Alonso afirma que a festa do Sol Invicto era ideal para marcar o nascimento de Jesus devido ao seu significado para os romanos.

“O Papa Júlio 1º decidiu que o nascimento de Jesus seria no dia da festa do Sol, durante o solstício de inverno, devido à crença de que o sol derrotava as trevas”, explica Alonso.

“As celebrações nas sociedades antigas estavam ligadas ao calendário agrário e tudo girava em torno da época da semeadura e da colheita. Antigamente as festas eram realizadas na época da colheita e com o passar do tempo acrescentamos santos a elas. Mas originalmente tudo estava relacionado à agricultura”, afirma.

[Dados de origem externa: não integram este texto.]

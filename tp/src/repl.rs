//! Interactive planning prompt
//!
//! Each line typed at the prompt is sent to the planner as a free-form
//! request. Typing a new request while one is still streaming replaces it;
//! only the newest request's progress and result are shown.

use std::io;
use std::path::PathBuf;
use std::sync::Arc;
use std::thread;

use colored::Colorize;
use eyre::Result;
use rustyline::DefaultEditor;
use rustyline::error::ReadlineError;
use tokio::sync::mpsc;
use tracing::{debug, info, warn};

use crate::cli::OutputFormat;
use crate::config::Config;
use crate::query::TripQuery;
use crate::render;
use crate::session::{ChannelObserver, Notification, SessionController, SessionOutcome, SseTransport};

/// A parsed line of REPL input
#[derive(Debug, Clone, PartialEq, Eq)]
pub enum ReplCommand {
    Empty,
    Help,
    Quit,
    Cancel,
    Status,
    Unknown(String),
    Plan(String),
}

impl ReplCommand {
    pub fn parse(line: &str) -> Self {
        let input = line.trim();
        if input.is_empty() {
            return ReplCommand::Empty;
        }
        if !input.starts_with('/') {
            return ReplCommand::Plan(input.to_string());
        }

        let cmd = input.split_whitespace().next().unwrap_or("");
        match cmd {
            "/help" | "/h" => ReplCommand::Help,
            "/quit" | "/q" | "/exit" => ReplCommand::Quit,
            "/cancel" | "/c" => ReplCommand::Cancel,
            "/status" | "/s" => ReplCommand::Status,
            _ => ReplCommand::Unknown(cmd.to_string()),
        }
    }
}

/// What the readline thread hands to the async loop
enum ReplInput {
    Line(String),
    Interrupted,
    Eof,
    Failed(String),
}

/// Interactive REPL session
pub struct ReplSession {
    controller: SessionController<SseTransport>,
    notifications: mpsc::UnboundedReceiver<Notification>,
    map_file: Option<PathBuf>,
    service_url: String,
}

impl ReplSession {
    pub fn new(config: &Config) -> Result<Self> {
        debug!("ReplSession::new: called");
        let transport = SseTransport::from_config(&config.service)?;
        let service_url = transport.plan_url().to_string();
        let (observer, notifications) = ChannelObserver::new();

        Ok(Self {
            controller: SessionController::new(transport, Arc::new(observer)),
            notifications,
            map_file: config.output.expanded_map_file(),
            service_url,
        })
    }

    /// Run the REPL main loop
    pub async fn run(mut self) -> Result<()> {
        self.print_welcome();

        let (input_tx, mut input_rx) = mpsc::channel(1);
        thread::spawn(move || read_lines(input_tx));

        loop {
            tokio::select! {
                input = input_rx.recv() => match input {
                    Some(ReplInput::Line(line)) => {
                        if !self.handle_command(ReplCommand::parse(&line)) {
                            break;
                        }
                    }
                    Some(ReplInput::Interrupted) => {
                        // Ctrl+C cancels the running plan, if any
                        if let Some(id) = self.controller.cancel() {
                            println!("{} cancelled {}", "^C".dimmed(), id);
                        } else {
                            println!("^C");
                        }
                    }
                    Some(ReplInput::Failed(e)) => {
                        return Err(eyre::eyre!("Readline error: {}", e));
                    }
                    Some(ReplInput::Eof) | None => {
                        println!();
                        break;
                    }
                },
                Some(notification) = self.notifications.recv() => {
                    self.show(notification)?;
                }
            }
        }

        self.controller.cancel();
        println!("Goodbye!");
        Ok(())
    }

    /// Returns false when the REPL should exit
    fn handle_command(&self, command: ReplCommand) -> bool {
        debug!(?command, "handle_command: called");
        match command {
            ReplCommand::Empty => {}
            ReplCommand::Help => self.print_help(),
            ReplCommand::Quit => return false,
            ReplCommand::Cancel => match self.controller.cancel() {
                Some(id) => println!("{}", format!("Cancelled {}.", id).dimmed()),
                None => println!("{}", "Nothing to cancel.".dimmed()),
            },
            ReplCommand::Status => match self.controller.active() {
                Some(id) => println!("{} is running", id),
                None => println!("{}", "Idle.".dimmed()),
            },
            ReplCommand::Unknown(cmd) => {
                println!("{} Unknown command: {}", "?".yellow(), cmd);
                println!("Type {} for available commands", "/help".yellow());
            }
            ReplCommand::Plan(text) => match TripQuery::free_form(&text) {
                Ok(query) => {
                    if let Some(previous) = self.controller.active() {
                        println!("{}", format!("Replacing {}.", previous).dimmed());
                    }
                    let ticket = self.controller.submit(query);
                    info!(id = %ticket.id(), "handle_command: submitted plan");
                }
                Err(errors) => println!("{} {}", "Invalid:".red(), errors),
            },
        }
        true
    }

    fn show(&self, notification: Notification) -> Result<()> {
        if let Some(line) = render::progress_line(&notification) {
            println!("{}", line);
            return Ok(());
        }

        if let Notification::Outcome { id, outcome } = notification {
            println!();
            render::write_outcome(&mut io::stdout(), id, &outcome, OutputFormat::Text)?;
            if let (SessionOutcome::Success(report), Some(path)) = (&outcome, &self.map_file) {
                match render::save_map(report, path) {
                    Ok(true) => println!("{} {}", "Map saved to".dimmed(), path.display()),
                    Ok(false) => {}
                    Err(e) => {
                        warn!(error = %e, "show: failed to save map");
                        println!("{} {:#}", "Warning:".yellow(), e);
                    }
                }
            }
            println!();
        }
        Ok(())
    }

    fn print_welcome(&self) {
        println!();
        println!("{}", "TripPlanner Interactive".bright_cyan().bold());
        println!("Planner: {}", self.service_url);
        println!("Describe a trip to plan it. Type {} for help, {} to quit", "/help".yellow(), "/quit".yellow());
        println!();
    }

    fn print_help(&self) {
        println!();
        println!("{}", "Available Commands:".bright_cyan());
        println!("  {:14} Show this help", "/help".yellow());
        println!("  {:14} Exit the REPL", "/quit".yellow());
        println!("  {:14} Cancel the plan in progress", "/cancel".yellow());
        println!("  {:14} Show whether a plan is running", "/status".yellow());
        println!();
        println!("Anything else is sent to the planner as a new request.");
        println!();
    }
}

/// Blocking readline loop, run on its own thread
fn read_lines(tx: mpsc::Sender<ReplInput>) {
    let mut rl = match DefaultEditor::new() {
        Ok(rl) => rl,
        Err(e) => {
            let _ = tx.blocking_send(ReplInput::Failed(format!("Failed to initialize readline: {}", e)));
            return;
        }
    };

    loop {
        let input = match rl.readline(&format!("{} ", ">".bright_green())) {
            Ok(line) => {
                let trimmed = line.trim();
                if !trimmed.is_empty() {
                    let _ = rl.add_history_entry(trimmed);
                }
                ReplInput::Line(line)
            }
            Err(ReadlineError::Interrupted) => ReplInput::Interrupted,
            Err(ReadlineError::Eof) => ReplInput::Eof,
            Err(e) => ReplInput::Failed(e.to_string()),
        };

        let last = matches!(input, ReplInput::Eof | ReplInput::Failed(_));
        if tx.blocking_send(input).is_err() || last {
            break;
        }
    }
}

#[cfg(test)]
mod tests {
    use super::*;

    #[test]
    fn test_parse_plain_text_is_plan() {
        assert_eq!(
            ReplCommand::parse("  a weekend in Porto  "),
            ReplCommand::Plan("a weekend in Porto".to_string())
        );
    }

    #[test]
    fn test_parse_slash_commands() {
        assert_eq!(ReplCommand::parse(""), ReplCommand::Empty);
        assert_eq!(ReplCommand::parse("   "), ReplCommand::Empty);
        assert_eq!(ReplCommand::parse("/help"), ReplCommand::Help);
        assert_eq!(ReplCommand::parse("/q"), ReplCommand::Quit);
        assert_eq!(ReplCommand::parse("/exit"), ReplCommand::Quit);
        assert_eq!(ReplCommand::parse("/cancel now"), ReplCommand::Cancel);
        assert_eq!(ReplCommand::parse("/s"), ReplCommand::Status);
        assert_eq!(ReplCommand::parse("/flights"), ReplCommand::Unknown("/flights".to_string()));
    }
}
//! Turns trip form fields into the natural-language query the planner expects

use std::fmt;

use chrono::NaiveDate;
use serde::{Deserialize, Serialize};
use tracing::debug;

use super::fields::{Field, TripFields, ValidationErrors};

/// Date format accepted for the trip range
pub const DATE_FORMAT: &str = "%Y-%m-%d";

/// A finished planning request, built once per submission
#[derive(Debug, Clone, PartialEq, Eq, Serialize, Deserialize)]
pub struct TripQuery(String);

impl TripQuery {
    /// Wrap an already written trip description
    pub fn free_form(text: impl AsRef<str>) -> Result<Self, ValidationErrors> {
        let text = text.as_ref().trim();
        debug!(len = text.len(), "TripQuery::free_form: called");
        if text.is_empty() {
            let mut errors = ValidationErrors::new();
            errors.require(Field::Query);
            return Err(errors);
        }
        Ok(Self(text.to_string()))
    }

    pub fn as_str(&self) -> &str {
        &self.0
    }

    /// JSON body for the planning endpoint
    pub fn to_request_body(&self) -> serde_json::Value {
        serde_json::json!({ "user_query": self.0 })
    }
}

impl fmt::Display for TripQuery {
    fn fmt(&self, f: &mut fmt::Formatter<'_>) -> fmt::Result {
        f.write_str(&self.0)
    }
}

/// Validate the form and build the query
///
/// Every problem is reported at once. Required fields that are blank get a
/// "required" message; format checks only run on fields that are present.
pub fn build_query(fields: &TripFields) -> Result<TripQuery, ValidationErrors> {
    debug!(?fields, "build_query: called");
    let mut errors = ValidationErrors::new();

    let destination = required(&fields.destination, Field::Destination, &mut errors);
    let origin = required(&fields.origin, Field::Origin, &mut errors);
    let budget = required(&fields.budget, Field::Budget, &mut errors);

    let start = required(&fields.start_date, Field::StartDate, &mut errors)
        .and_then(|s| parse_date(s, Field::StartDate, &mut errors));
    let end = required(&fields.end_date, Field::EndDate, &mut errors)
        .and_then(|s| parse_date(s, Field::EndDate, &mut errors));

    let days = match (start, end) {
        (Some(start), Some(end)) if end < start => {
            debug!(%start, %end, "build_query: end before start");
            errors.add(Field::EndDate, "End date must not be before the start date.");
            None
        }
        (Some(start), Some(end)) => Some((end - start).num_days() + 1),
        _ => None,
    };

    let people = required(&fields.people, Field::People, &mut errors).and_then(|s| match s.parse::<u32>() {
        Ok(n) if n > 0 => Some(n),
        _ => {
            debug!(people = %s, "build_query: invalid party size");
            errors.add(Field::People, "Number of people must be a positive whole number.");
            None
        }
    });

    // Every check that fails leaves its value as None
    let (Some(destination), Some(origin), Some(budget), Some(start), Some(end), Some(days), Some(people)) =
        (destination, origin, budget, start, end, days, people)
    else {
        debug!(error_count = errors.len(), "build_query: validation failed");
        return Err(errors);
    };

    let mut query = format!(
        "Plan a trip to {} from {}. Dates: {} to {} ({} {}). Number of people: {}. Our budget is around {}.",
        destination,
        origin,
        start.format(DATE_FORMAT),
        end.format(DATE_FORMAT),
        days,
        if days == 1 { "day" } else { "days" },
        people,
        budget,
    );

    if let Some(daily) = fields.daily_budget.as_deref().map(str::trim).filter(|s| !s.is_empty()) {
        debug!(%daily, "build_query: adding daily budget");
        query.push_str(&format!(" Daily spending budget per person: {}.", daily));
    }

    let interests: Vec<&str> = fields
        .interests
        .iter()
        .map(|i| i.trim())
        .filter(|i| !i.is_empty())
        .collect();
    if !interests.is_empty() {
        debug!(count = interests.len(), "build_query: adding interests");
        query.push_str(&format!(" We are interested in {}.", interests.join(", ")));
    }

    Ok(TripQuery(query))
}

fn required<'a>(value: &'a str, field: Field, errors: &mut ValidationErrors) -> Option<&'a str> {
    let value = value.trim();
    if value.is_empty() {
        debug!(%field, "required: missing");
        errors.require(field);
        None
    } else {
        Some(value)
    }
}

fn parse_date(value: &str, field: Field, errors: &mut ValidationErrors) -> Option<NaiveDate> {
    match NaiveDate::parse_from_str(value, DATE_FORMAT) {
        Ok(date) => Some(date),
        Err(e) => {
            debug!(%field, %value, error = %e, "parse_date: invalid date");
            errors.add(field, format!("{} must be a date in YYYY-MM-DD format.", field.label()));
            None
        }
    }
}
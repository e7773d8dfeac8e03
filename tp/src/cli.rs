//! CLI command definitions and subcommands

use clap::{Args, Parser, Subcommand};
use std::path::PathBuf;
use tracing::debug;

use crate::query::TripFields;

/// TripPlanner - streaming client for the trip planning service
#[derive(Parser)]
#[command(
    name = "tp",
    about = "Plan trips with the streaming trip planning service",
    version = env!("GIT_DESCRIBE"),
    after_help = after_help()
)]
pub struct Cli {
    /// Path to config file
    #[arg(short, long, global = true, help = "Path to config file")]
    pub config: Option<PathBuf>,

    /// Log level (TRACE, DEBUG, INFO, WARN, ERROR)
    #[arg(
        short = 'l',
        long = "log-level",
        global = true,
        help = "Log level (TRACE, DEBUG, INFO, WARN, ERROR)"
    )]
    pub log_level: Option<String>,

    /// Subcommand to execute
    #[command(subcommand)]
    pub command: Option<Command>,
}

/// CLI subcommands
#[derive(Debug, Subcommand)]
pub enum Command {
    /// Plan a trip from structured fields
    Plan {
        #[command(flatten)]
        trip: TripArgs,

        #[command(flatten)]
        output: OutputArgs,
    },

    /// Plan a trip from a free-form description
    Ask {
        /// What you want, e.g. "5 days in Tokyo for 2 in March, we love food"
        #[arg(required = true, num_args = 1..)]
        text: Vec<String>,

        #[command(flatten)]
        output: OutputArgs,
    },

    /// Print the query a plan would send, without contacting the service
    Query {
        #[command(flatten)]
        trip: TripArgs,
    },

    /// Check that the planning service is reachable
    Health,

    /// Interactive prompt; each line starts a new plan and replaces the one in progress
    Repl,

    /// Show client logs
    Logs {
        /// Number of lines to show
        #[arg(short = 'n', long, default_value = "50")]
        lines: usize,
    },
}

/// Trip form fields
///
/// Everything is optional at the argument level so that missing fields are
/// reported together by the query builder.
#[derive(Debug, Clone, Args)]
pub struct TripArgs {
    /// Where you are going
    #[arg(short, long, default_value = "")]
    pub destination: String,

    /// Where you leave from
    #[arg(short, long, default_value = "")]
    pub origin: String,

    /// First day of the trip (YYYY-MM-DD)
    #[arg(short, long = "start-date", default_value = "")]
    pub start_date: String,

    /// Last day of the trip (YYYY-MM-DD)
    #[arg(short, long = "end-date", default_value = "")]
    pub end_date: String,

    /// Number of travellers
    #[arg(short, long, default_value = "")]
    pub people: String,

    /// Overall budget, e.g. "3000 EUR"
    #[arg(short, long, default_value = "")]
    pub budget: String,

    /// Interests, comma separated
    #[arg(short, long, value_delimiter = ',')]
    pub interests: Vec<String>,

    /// Daily spending budget per person
    #[arg(long = "daily-budget")]
    pub daily_budget: Option<String>,
}

impl From<TripArgs> for TripFields {
    fn from(args: TripArgs) -> Self {
        debug!(?args, "TripFields::from(TripArgs): called");
        TripFields {
            destination: args.destination,
            origin: args.origin,
            start_date: args.start_date,
            end_date: args.end_date,
            people: args.people,
            budget: args.budget,
            interests: args.interests,
            daily_budget: args.daily_budget,
        }
    }
}

/// Where and how results are shown
#[derive(Debug, Clone, Args)]
pub struct OutputArgs {
    /// Write the itinerary map (HTML) to this file
    #[arg(short, long = "map-out")]
    pub map_out: Option<PathBuf>,

    /// Output format
    #[arg(short, long, default_value = "text")]
    pub format: OutputFormat,
}

/// Output format for plan results
#[derive(Clone, Copy, Debug, Default, PartialEq, Eq)]
pub enum OutputFormat {
    #[default]
    Text,
    Json,
}

impl std::str::FromStr for OutputFormat {
    type Err = String;

    fn from_str(s: &str) -> Result<Self, Self::Err> {
        debug!(%s, "OutputFormat::from_str: called");
        match s.to_lowercase().as_str() {
            "text" | "plain" | "markdown" | "md" => Ok(OutputFormat::Text),
            "json" => Ok(OutputFormat::Json),
            _ => Err(format!("Unknown format: {}. Use text or json.", s)),
        }
    }
}

/// Path of the client log file
pub fn get_log_path() -> PathBuf {
    dirs::data_local_dir()
        .unwrap_or_else(|| PathBuf::from("."))
        .join("tripplanner")
        .join("logs")
        .join("tripplanner.log")
}

fn after_help() -> String {
    format!(
        "Config is read from --config, ./.tripplanner.yml or ~/.config/tripplanner/tripplanner.yml\n\
         Logs are written to: {}",
        get_log_path().display()
    )
}

#[cfg(test)]
mod tests {
    use super::*;
    use clap::CommandFactory;

    #[test]
    fn test_cli_definition_is_valid() {
        Cli::command().debug_assert();
    }

    #[test]
    fn test_parse_plan() {
        let cli = Cli::try_parse_from([
            "tp",
            "plan",
            "--destination",
            "Tokyo",
            "--origin",
            "Istanbul",
            "--start-date",
            "2025-03-10",
            "--end-date",
            "2025-03-14",
            "--people",
            "2",
            "--budget",
            "3000 EUR",
            "--interests",
            "food,temples",
            "--daily-budget",
            "100 EUR",
            "--map-out",
            "map.html",
        ])
        .unwrap();

        match cli.command {
            Some(Command::Plan { trip, output }) => {
                let fields = TripFields::from(trip);
                assert_eq!(fields.destination, "Tokyo");
                assert_eq!(fields.interests, vec!["food", "temples"]);
                assert_eq!(fields.daily_budget.as_deref(), Some("100 EUR"));
                assert_eq!(output.map_out, Some(PathBuf::from("map.html")));
                assert_eq!(output.format, OutputFormat::Text);
            }
            _ => panic!("Expected Plan command"),
        }
    }

    #[test]
    fn test_missing_fields_reach_builder() {
        let cli = Cli::try_parse_from(["tp", "query", "--destination", "Rome"]).unwrap();
        match cli.command {
            Some(Command::Query { trip }) => {
                let fields = TripFields::from(trip);
                assert_eq!(fields.destination, "Rome");
                assert!(fields.origin.is_empty());
                assert!(fields.interests.is_empty());
            }
            _ => panic!("Expected Query command"),
        }
    }

    #[test]
    fn test_parse_ask_joins_words() {
        let cli = Cli::try_parse_from(["tp", "ask", "a", "week", "in", "Lisbon", "-f", "json"]).unwrap();
        match cli.command {
            Some(Command::Ask { text, output }) => {
                assert_eq!(text.join(" "), "a week in Lisbon");
                assert_eq!(output.format, OutputFormat::Json);
            }
            _ => panic!("Expected Ask command"),
        }
    }

    #[test]
    fn test_output_format_from_str() {
        assert_eq!("JSON".parse::<OutputFormat>().unwrap(), OutputFormat::Json);
        assert_eq!("md".parse::<OutputFormat>().unwrap(), OutputFormat::Text);
        assert!("yaml".parse::<OutputFormat>().is_err());
    }

    #[test]
    fn test_log_path() {
        assert!(get_log_path().ends_with("tripplanner/logs/tripplanner.log"));
    }
}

Buscando justificativa religiosa

A escolha do festival do Sol foi justificada por algumas passagens dos evangelhos, como a que diz que o messias virá “do alto para nos visitar como o sol nascente, iluminando os que vivem nas trevas” (Lucas 1, 78).

Ou a que dizia que “uma luz brilhou para aqueles que vivem nas sombras da morte” (Mateus 4:16).

E, claro, há a história de João, que afirma que Jesus é apresentado como “a luz do mundo”.

Mas a decisão do Papa Julio 1º, que quase um século depois foi endossada pelo imperador Justiniano, não só fixou o Natal no calendário, mas ajudou a fazer o mesmo com outras celebrações.

“Outras festas importantes do calendário litúrgico teriam sido fixadas como consequência: a Anunciação (9 meses antes), a Natividade de São João Batista (seis meses antes), a Circuncisão de Jesus (oito dias mais tarde) e a Apresentação no Templo (40 dias depois)”, acrescenta o professor de Luis Sánchez Navarro, da Universidade San Dámaso (Espanha).

Para os especialistas, esta escolha não deveria surpreender, porque já tinha acontecido antes.

“Quando os romanos conquistaram outras regiões do mundo, assumiram cultos e tradições dessas regiões, mas é claro que as reinterpretaram, mudaram ou moldaram”, diz Castellanos.

Alonso, por sua vez, afirma que quando uma cultura se impunha a outra, ela se apropriava de seus ritos e lugares sagrados.

"É por isso que quando escavamos debaixo de uma igreja em alguns lugares da Europa, por exemplo, encontraremos uma mesquita, mais abaixo um templo romano e mais abaixo um centro cerimonial de outra cidade anterior.”

Outra teoria

Luis Sánchez Navarro explica que existe outra teoria sobre a data de 25 de dezembro.

Ele admite que há base histórica para o entendimento de que o Natal foi colocado na data para coincidir na festa pagã do Sol Invicto, mas afirma que também existem algumas evidências que indicam que 25 de dezembro poderia ter sido de fato a data do nascimento de Jesus.

“Existe uma tradição antiga, ligada à igreja de Jerusalém, que situa o nascimento de Jesus por volta do dia 25 de dezembro.

No ano 204 (muitos anos antes de ser estabelecida a festa do Sol Invicto) Hipólito de Roma, em seu comentário ao livro do profeta Daniel, afirmou claramente que Jesus nasceu naquele dia. “Alguns estudiosos questionam a passagem como uma colocação posterior, mas outros mantêm a sua autenticidade”, explica.

Sánchez cita ainda a descoberta em Israel de um calendário de uma seita cristã antiga que reforçaria a teoria de que 25 de dezembro foi o dia em que nasceu o Jesus histórico e religioso.